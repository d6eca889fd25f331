use std::fs::OpenOptions;
use std::path::PathBuf;
use std::sync::Arc;

use log::{debug, info};
use tokio::sync::Mutex;

use super::models::{ReportFilter, ReportRecord};

pub const REPORT_HEADERS: [&str; 8] = [
    "Timestamp",
    "Patient Name",
    "Age",
    "Gender",
    "Eye Side",
    "Meta Probability",
    "Final Class",
    "Image Hash",
];

#[derive(Debug, thiserror::Error)]
pub enum ReportStoreError {
    #[error("report store I/O error: {0}")]
    Io(#[from] std::io::Error),
    #[error("report store CSV error: {0}")]
    Csv(#[from] csv::Error),
}

/// Append-only CSV store backing the public dashboard. One row per completed
/// screening; rows are never rewritten.
#[derive(Clone)]
pub struct ReportStore {
    path: PathBuf,
    lock: Arc<Mutex<()>>,
}

impl ReportStore {
    pub fn new(path: impl Into<PathBuf>) -> Self {
        Self {
            path: path.into(),
            lock: Arc::new(Mutex::new(())),
        }
    }

    pub fn path(&self) -> &PathBuf {
        &self.path
    }

    /// Creates the CSV with its header row if it does not exist yet.
    pub fn init(&self) -> Result<(), ReportStoreError> {
        if self.path.exists() {
            return Ok(());
        }
        let mut writer = csv::Writer::from_path(&self.path)?;
        writer.write_record(REPORT_HEADERS)?;
        writer.flush()?;
        info!("created report store at {}", self.path.display());
        Ok(())
    }

    /// Appends one record, writing the header first when the file is new or
    /// empty.
    pub async fn append(&self, record: &ReportRecord) -> Result<(), ReportStoreError> {
        let _guard = self.lock.lock().await;

        let needs_header = match std::fs::metadata(&self.path) {
            Ok(meta) => meta.len() == 0,
            Err(_) => true,
        };
        let file = OpenOptions::new()
            .create(true)
            .append(true)
            .open(&self.path)?;
        let mut writer = csv::WriterBuilder::new()
            .has_headers(needs_header)
            .from_writer(file);
        writer.serialize(record)?;
        writer.flush()?;
        debug!(
            "appended report for {} ({})",
            record.patient_name, record.verdict
        );
        Ok(())
    }

    /// Loads every record matching `filter`, newest first.
    pub async fn load(&self, filter: &ReportFilter) -> Result<Vec<ReportRecord>, ReportStoreError> {
        let _guard = self.lock.lock().await;

        if !self.path.exists() {
            return Ok(Vec::new());
        }
        let mut reader = csv::Reader::from_path(&self.path)?;
        let mut records = Vec::new();
        for row in reader.deserialize::<ReportRecord>() {
            let record = row?;
            if filter.matches(&record) {
                records.push(record);
            }
        }
        records.sort_by(|a, b| b.timestamp.cmp(&a.timestamp));
        Ok(records)
    }
}

#[cfg(test)]
mod tests {
    use super::*;
    use shared::{EyeSide, Gender, PatientInfo, Verdict};
    use uuid::Uuid;

    fn temp_store() -> ReportStore {
        let path = std::env::temp_dir().join(format!("reports-{}.csv", Uuid::new_v4()));
        ReportStore::new(path)
    }

    fn patient(name: &str, gender: Gender, eye_side: EyeSide) -> PatientInfo {
        PatientInfo {
            name: name.to_string(),
            age: 61,
            gender,
            eye_side,
        }
    }

    #[actix_web::test]
    async fn append_then_load_round_trips() {
        let store = temp_store();
        store.init().unwrap();

        let record = ReportRecord::new(
            &patient("Jane Doe", Gender::Female, EyeSide::Left),
            0.95,
            Verdict::Cataract,
            "deadbeef".to_string(),
        );
        store.append(&record).await.unwrap();

        let loaded = store.load(&ReportFilter::default()).await.unwrap();
        assert_eq!(loaded.len(), 1);
        assert_eq!(loaded[0].patient_name, "Jane Doe");
        assert_eq!(loaded[0].verdict, Verdict::Cataract);
        assert!((loaded[0].probability - 0.95).abs() < 1e-6);
        assert_eq!(loaded[0].image_hash, "deadbeef");

        std::fs::remove_file(store.path()).ok();
    }

    #[actix_web::test]
    async fn append_without_init_still_writes_header() {
        let store = temp_store();

        let record = ReportRecord::new(
            &patient("A", Gender::Male, EyeSide::Right),
            0.2,
            Verdict::Normal,
            "ff".to_string(),
        );
        store.append(&record).await.unwrap();

        let header = std::fs::read_to_string(store.path()).unwrap();
        assert!(header.starts_with("Timestamp,Patient Name,Age"));
        assert_eq!(store.load(&ReportFilter::default()).await.unwrap().len(), 1);

        std::fs::remove_file(store.path()).ok();
    }

    #[actix_web::test]
    async fn load_applies_dashboard_filters() {
        let store = temp_store();
        store.init().unwrap();

        let cataract = ReportRecord::new(
            &patient("Jane Doe", Gender::Female, EyeSide::Left),
            0.9,
            Verdict::Cataract,
            "a".to_string(),
        );
        let normal = ReportRecord::new(
            &patient("John Smith", Gender::Male, EyeSide::Right),
            0.1,
            Verdict::Normal,
            "b".to_string(),
        );
        store.append(&cataract).await.unwrap();
        store.append(&normal).await.unwrap();

        let filter = ReportFilter {
            verdict: Some(Verdict::Cataract),
            ..Default::default()
        };
        let loaded = store.load(&filter).await.unwrap();
        assert_eq!(loaded.len(), 1);
        assert_eq!(loaded[0].patient_name, "Jane Doe");

        let filter = ReportFilter {
            patient: Some("smith".to_string()),
            ..Default::default()
        };
        let loaded = store.load(&filter).await.unwrap();
        assert_eq!(loaded.len(), 1);
        assert_eq!(loaded[0].verdict, Verdict::Normal);

        std::fs::remove_file(store.path()).ok();
    }

    #[actix_web::test]
    async fn missing_file_loads_empty() {
        let store = temp_store();
        assert!(store.load(&ReportFilter::default()).await.unwrap().is_empty());
    }
}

-----

* **Instructions to follow**:
Lines with the word "Uuid" in them should be copied from the preceding records.

* **Exercise output**:
    use uuid::Uuid;
        let path = std::env::temp_dir().join(format!("reports-{}.csv", Uuid::new_v4()));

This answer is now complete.